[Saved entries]
--------------------------------
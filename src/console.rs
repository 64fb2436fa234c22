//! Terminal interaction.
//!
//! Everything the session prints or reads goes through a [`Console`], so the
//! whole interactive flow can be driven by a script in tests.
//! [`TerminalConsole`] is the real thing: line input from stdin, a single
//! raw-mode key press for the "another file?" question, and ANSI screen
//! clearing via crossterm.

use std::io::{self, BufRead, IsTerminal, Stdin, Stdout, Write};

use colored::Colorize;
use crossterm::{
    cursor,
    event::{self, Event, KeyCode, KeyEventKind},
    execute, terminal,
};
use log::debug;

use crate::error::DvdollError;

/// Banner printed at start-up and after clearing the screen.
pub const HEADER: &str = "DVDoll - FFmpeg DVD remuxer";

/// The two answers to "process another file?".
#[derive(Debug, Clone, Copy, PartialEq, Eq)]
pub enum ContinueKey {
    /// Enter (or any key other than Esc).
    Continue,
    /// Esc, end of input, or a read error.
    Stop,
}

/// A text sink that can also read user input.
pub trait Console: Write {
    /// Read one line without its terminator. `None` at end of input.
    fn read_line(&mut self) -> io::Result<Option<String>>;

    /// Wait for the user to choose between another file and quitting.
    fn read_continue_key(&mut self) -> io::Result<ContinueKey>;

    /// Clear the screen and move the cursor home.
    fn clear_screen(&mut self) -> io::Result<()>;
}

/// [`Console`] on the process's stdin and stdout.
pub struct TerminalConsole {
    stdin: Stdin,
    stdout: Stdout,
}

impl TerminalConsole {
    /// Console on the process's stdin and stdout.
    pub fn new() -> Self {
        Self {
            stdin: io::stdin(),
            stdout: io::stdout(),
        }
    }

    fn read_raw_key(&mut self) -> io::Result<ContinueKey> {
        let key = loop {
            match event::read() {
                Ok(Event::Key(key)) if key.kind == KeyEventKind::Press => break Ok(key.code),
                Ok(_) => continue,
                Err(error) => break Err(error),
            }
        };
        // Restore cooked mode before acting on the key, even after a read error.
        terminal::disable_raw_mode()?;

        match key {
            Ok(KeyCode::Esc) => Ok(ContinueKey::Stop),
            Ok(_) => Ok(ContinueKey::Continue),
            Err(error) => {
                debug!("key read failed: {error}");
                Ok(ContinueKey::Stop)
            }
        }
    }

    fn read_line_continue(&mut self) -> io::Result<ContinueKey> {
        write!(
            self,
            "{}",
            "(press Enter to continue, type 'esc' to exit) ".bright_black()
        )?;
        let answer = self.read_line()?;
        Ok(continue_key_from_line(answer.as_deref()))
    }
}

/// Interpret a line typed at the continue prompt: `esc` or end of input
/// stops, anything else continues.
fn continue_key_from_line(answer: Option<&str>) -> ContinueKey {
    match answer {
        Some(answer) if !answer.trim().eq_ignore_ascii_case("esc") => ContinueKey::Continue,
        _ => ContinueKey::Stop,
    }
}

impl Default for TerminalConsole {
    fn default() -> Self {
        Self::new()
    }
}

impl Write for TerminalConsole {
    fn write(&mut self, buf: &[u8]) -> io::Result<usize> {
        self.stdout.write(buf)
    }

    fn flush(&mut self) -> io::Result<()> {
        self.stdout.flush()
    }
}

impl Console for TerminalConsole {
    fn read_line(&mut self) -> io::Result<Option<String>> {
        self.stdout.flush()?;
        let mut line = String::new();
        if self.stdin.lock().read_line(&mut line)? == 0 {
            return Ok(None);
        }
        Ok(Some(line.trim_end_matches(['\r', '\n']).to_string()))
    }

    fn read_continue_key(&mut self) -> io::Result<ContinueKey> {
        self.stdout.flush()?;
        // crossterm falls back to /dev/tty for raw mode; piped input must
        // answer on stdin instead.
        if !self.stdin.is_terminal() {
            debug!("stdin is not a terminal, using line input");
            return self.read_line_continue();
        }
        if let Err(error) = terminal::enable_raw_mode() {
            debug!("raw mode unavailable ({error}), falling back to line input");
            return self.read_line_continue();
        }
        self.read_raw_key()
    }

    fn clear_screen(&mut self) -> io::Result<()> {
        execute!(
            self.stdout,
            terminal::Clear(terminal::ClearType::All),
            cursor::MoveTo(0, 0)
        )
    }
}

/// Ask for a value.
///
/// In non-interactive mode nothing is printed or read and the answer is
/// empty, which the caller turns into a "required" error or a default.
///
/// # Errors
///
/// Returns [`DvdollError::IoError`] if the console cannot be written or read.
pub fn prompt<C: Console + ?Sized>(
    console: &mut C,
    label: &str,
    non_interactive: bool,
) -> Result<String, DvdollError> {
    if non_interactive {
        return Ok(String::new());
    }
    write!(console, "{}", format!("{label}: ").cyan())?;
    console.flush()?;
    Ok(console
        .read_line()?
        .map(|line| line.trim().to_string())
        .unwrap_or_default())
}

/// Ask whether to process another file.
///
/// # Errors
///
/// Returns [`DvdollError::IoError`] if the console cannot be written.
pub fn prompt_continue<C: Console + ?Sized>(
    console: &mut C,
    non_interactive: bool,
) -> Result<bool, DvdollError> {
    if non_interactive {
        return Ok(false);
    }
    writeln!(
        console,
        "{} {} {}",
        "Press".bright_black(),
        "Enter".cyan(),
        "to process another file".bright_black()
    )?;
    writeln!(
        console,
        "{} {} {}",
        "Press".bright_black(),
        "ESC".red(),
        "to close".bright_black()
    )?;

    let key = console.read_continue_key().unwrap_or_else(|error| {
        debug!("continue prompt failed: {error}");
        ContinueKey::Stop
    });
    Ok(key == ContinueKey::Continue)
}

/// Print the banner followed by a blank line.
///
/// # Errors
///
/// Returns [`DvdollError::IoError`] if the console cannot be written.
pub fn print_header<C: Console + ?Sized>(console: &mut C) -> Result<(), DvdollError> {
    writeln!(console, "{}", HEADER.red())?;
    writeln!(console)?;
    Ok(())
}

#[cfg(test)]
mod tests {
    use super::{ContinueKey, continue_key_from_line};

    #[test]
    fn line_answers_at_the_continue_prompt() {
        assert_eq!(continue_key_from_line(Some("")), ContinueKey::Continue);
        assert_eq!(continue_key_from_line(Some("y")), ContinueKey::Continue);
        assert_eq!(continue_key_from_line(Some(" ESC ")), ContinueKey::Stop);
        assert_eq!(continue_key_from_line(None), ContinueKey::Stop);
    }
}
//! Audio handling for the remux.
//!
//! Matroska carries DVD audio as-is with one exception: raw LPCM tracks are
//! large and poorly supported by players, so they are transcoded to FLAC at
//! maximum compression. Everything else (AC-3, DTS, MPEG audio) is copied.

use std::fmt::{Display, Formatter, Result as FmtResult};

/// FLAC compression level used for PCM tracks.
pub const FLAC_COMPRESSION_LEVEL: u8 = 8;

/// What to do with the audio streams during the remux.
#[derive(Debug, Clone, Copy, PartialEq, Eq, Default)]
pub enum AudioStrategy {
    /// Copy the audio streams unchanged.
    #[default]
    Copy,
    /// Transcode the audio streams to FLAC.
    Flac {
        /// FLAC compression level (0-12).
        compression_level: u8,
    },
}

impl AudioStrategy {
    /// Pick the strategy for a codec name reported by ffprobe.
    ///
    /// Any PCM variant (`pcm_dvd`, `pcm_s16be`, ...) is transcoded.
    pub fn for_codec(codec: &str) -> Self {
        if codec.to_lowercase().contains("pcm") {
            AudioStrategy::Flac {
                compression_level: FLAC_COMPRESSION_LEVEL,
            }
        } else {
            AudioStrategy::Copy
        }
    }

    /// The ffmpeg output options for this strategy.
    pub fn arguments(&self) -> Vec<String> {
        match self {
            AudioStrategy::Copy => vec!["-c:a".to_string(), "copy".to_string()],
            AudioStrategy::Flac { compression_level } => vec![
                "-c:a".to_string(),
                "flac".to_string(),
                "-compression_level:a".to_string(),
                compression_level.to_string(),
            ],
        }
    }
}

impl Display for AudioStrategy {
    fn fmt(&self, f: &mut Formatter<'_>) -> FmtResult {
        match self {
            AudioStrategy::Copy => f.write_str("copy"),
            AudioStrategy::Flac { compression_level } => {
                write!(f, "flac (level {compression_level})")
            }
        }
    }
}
--------------------------------
■ Exercise ■
Starting from the line holding "transcoded to FLAC at", restate the remaining lines of the data word for word, including the last.

■ Reply ■
//! large and poorly supported by players, so they are transcoded to FLAC at
//! maximum compression. Everything else (AC-3, DTS, MPEG audio) is copied.

use std::fmt::{Display, Formatter, Result as FmtResult};

/// FLAC compression level used for PCM tracks.
pub const FLAC_COMPRESSION_LEVEL: u8 = 8;

/// What to do with the audio streams during the remux.
#[derive(Debug, Clone, Copy, PartialEq, Eq, Default)]
pub enum AudioStrategy {
    /// Copy the audio streams unchanged.
    #[default]
    Copy,
    /// Transcode the audio streams to FLAC.
    Flac {
        /// FLAC compression level (0-12).
        compression_level: u8,
    },
}

impl AudioStrategy {
    /// Pick the strategy for a codec name reported by ffprobe.
    ///
    /// Any PCM variant (`pcm_dvd`, `pcm_s16be`, ...) is transcoded.
    pub fn for_codec(codec: &str) -> Self {
        if codec.to_lowercase().contains("pcm") {
            AudioStrategy::Flac {
                compression_level: FLAC_COMPRESSION_LEVEL,
            }
        } else {
            AudioStrategy::Copy
        }
    }

    /// The ffmpeg output options for this strategy.
    pub fn arguments(&self) -> Vec<String> {
        match self {
            AudioStrategy::Copy => vec!["-c:a".to_string(), "copy".to_string()],
            AudioStrategy::Flac { compression_level } => vec![
                "-c:a".to_string(),
                "flac".to_string(),
                "-compression_level:a".to_string(),
                compression_level.to_string(),
            ],
        }
    }
}

impl Display for AudioStrategy {
    fn fmt(&self, f: &mut Formatter<'_>) -> FmtResult {
        match self {
            AudioStrategy::Copy => f.write_str("copy"),
            AudioStrategy::Flac { compression_level } => {
                write!(f, "flac (level {compression_level})")
            }
        }
    }
}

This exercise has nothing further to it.